**WHAT TO DO**: In the listing below, find each line with the string "that" and report it.

**SOURCE RECORDS**:
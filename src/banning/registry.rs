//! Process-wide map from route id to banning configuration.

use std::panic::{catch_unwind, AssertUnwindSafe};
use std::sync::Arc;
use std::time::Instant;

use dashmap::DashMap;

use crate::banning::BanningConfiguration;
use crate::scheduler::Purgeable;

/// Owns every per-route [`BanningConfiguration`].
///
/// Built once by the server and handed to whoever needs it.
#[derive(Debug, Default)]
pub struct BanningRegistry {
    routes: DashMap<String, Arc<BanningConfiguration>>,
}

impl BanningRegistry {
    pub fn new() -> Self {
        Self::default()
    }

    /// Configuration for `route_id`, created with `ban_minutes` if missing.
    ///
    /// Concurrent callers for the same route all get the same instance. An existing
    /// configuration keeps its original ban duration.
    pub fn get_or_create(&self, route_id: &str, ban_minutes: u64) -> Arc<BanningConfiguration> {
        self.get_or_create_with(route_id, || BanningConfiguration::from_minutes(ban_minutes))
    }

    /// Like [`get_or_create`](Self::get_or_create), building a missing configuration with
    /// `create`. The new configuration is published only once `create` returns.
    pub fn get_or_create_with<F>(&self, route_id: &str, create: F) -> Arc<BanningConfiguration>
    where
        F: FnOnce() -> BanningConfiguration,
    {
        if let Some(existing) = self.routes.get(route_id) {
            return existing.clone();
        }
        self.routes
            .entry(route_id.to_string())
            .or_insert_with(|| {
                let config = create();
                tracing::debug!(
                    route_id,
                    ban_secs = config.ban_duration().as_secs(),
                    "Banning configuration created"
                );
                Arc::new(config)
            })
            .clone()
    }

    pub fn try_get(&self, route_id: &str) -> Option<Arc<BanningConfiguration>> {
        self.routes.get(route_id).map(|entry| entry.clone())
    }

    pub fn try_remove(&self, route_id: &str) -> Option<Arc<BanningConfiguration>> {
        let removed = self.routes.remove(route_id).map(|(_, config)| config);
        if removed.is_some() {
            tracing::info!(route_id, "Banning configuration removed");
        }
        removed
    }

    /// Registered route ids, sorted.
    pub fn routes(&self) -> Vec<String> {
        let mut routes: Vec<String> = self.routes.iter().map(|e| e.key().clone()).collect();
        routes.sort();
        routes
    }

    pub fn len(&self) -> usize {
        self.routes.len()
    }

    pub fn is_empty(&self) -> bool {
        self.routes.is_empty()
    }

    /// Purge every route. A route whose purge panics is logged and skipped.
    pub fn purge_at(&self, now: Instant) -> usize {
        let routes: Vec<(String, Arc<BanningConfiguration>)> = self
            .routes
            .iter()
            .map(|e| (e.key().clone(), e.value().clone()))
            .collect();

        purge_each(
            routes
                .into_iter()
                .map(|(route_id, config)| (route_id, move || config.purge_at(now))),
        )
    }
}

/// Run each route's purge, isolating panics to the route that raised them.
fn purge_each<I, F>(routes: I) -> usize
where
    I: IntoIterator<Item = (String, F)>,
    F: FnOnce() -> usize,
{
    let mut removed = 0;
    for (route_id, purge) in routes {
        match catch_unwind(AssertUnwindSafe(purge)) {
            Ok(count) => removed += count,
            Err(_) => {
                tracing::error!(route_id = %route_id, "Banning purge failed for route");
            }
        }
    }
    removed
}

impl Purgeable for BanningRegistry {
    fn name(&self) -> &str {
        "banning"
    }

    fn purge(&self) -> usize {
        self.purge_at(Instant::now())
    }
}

--

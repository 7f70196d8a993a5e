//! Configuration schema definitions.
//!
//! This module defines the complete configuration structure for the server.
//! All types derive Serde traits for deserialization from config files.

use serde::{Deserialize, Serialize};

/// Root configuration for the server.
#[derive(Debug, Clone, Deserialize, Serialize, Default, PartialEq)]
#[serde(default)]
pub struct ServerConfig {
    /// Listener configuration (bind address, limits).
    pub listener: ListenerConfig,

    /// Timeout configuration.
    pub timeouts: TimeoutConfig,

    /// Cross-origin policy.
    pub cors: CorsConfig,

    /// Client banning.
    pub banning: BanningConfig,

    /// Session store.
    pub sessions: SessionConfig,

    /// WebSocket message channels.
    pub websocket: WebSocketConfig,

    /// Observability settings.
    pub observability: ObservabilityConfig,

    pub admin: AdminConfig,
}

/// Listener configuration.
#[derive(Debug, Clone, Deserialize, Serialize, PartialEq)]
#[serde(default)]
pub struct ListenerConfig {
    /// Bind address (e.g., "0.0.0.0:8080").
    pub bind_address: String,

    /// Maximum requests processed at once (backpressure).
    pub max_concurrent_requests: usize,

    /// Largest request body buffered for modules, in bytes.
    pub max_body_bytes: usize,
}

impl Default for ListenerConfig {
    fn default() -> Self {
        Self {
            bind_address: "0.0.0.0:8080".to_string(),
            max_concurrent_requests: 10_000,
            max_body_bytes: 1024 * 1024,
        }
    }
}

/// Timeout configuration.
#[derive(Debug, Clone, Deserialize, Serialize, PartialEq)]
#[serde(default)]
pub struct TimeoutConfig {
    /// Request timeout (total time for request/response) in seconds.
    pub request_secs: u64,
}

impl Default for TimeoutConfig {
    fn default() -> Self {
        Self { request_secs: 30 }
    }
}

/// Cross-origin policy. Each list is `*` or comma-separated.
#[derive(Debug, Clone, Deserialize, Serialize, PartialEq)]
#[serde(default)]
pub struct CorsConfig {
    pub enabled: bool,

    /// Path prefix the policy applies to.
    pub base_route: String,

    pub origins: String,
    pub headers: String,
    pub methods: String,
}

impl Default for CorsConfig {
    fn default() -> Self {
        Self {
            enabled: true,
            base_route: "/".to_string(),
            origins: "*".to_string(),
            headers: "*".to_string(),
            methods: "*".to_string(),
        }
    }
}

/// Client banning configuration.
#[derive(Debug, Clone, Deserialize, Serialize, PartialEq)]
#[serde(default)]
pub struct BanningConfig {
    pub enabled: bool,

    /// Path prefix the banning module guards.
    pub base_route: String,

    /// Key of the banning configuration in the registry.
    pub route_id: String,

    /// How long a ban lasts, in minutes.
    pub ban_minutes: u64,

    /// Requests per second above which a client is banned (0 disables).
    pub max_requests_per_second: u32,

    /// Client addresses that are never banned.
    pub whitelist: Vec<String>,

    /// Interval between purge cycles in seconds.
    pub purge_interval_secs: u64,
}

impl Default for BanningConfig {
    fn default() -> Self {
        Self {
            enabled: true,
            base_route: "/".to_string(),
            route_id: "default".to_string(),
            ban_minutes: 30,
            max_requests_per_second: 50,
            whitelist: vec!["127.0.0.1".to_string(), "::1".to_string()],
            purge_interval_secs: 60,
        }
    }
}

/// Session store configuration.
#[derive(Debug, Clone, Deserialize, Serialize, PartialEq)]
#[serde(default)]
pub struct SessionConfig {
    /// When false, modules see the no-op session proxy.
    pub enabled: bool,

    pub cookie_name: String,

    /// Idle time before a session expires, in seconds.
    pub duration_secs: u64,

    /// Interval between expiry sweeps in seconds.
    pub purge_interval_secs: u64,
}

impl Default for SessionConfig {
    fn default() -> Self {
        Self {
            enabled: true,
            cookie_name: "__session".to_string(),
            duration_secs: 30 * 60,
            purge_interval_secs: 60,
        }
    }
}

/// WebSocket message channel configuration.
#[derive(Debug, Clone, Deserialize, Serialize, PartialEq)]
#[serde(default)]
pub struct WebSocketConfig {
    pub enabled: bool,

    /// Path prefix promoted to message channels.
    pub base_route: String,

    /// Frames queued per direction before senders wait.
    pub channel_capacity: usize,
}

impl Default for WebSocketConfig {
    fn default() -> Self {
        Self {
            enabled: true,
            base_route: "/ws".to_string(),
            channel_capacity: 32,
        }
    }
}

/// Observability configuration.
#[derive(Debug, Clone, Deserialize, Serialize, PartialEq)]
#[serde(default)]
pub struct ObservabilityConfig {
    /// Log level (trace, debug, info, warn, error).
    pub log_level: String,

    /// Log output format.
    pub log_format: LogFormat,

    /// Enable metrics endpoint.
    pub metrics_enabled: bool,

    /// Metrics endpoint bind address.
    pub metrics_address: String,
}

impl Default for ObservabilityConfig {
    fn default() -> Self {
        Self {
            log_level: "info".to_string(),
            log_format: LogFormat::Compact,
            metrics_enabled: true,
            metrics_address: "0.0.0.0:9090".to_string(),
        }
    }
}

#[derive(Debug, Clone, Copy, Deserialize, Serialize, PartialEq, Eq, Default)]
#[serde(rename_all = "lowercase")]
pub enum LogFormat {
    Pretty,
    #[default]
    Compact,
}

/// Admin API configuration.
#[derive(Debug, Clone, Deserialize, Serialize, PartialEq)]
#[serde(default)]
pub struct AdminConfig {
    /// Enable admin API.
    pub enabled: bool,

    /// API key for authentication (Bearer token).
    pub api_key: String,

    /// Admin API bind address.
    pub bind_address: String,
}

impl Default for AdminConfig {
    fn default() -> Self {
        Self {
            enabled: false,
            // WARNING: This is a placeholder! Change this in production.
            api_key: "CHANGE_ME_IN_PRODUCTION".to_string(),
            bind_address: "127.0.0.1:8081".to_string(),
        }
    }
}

**TASK OUTPUT**:
/// Run each route's purge, isolating panics to the route that raised them.
    /// Client addresses that are never banned.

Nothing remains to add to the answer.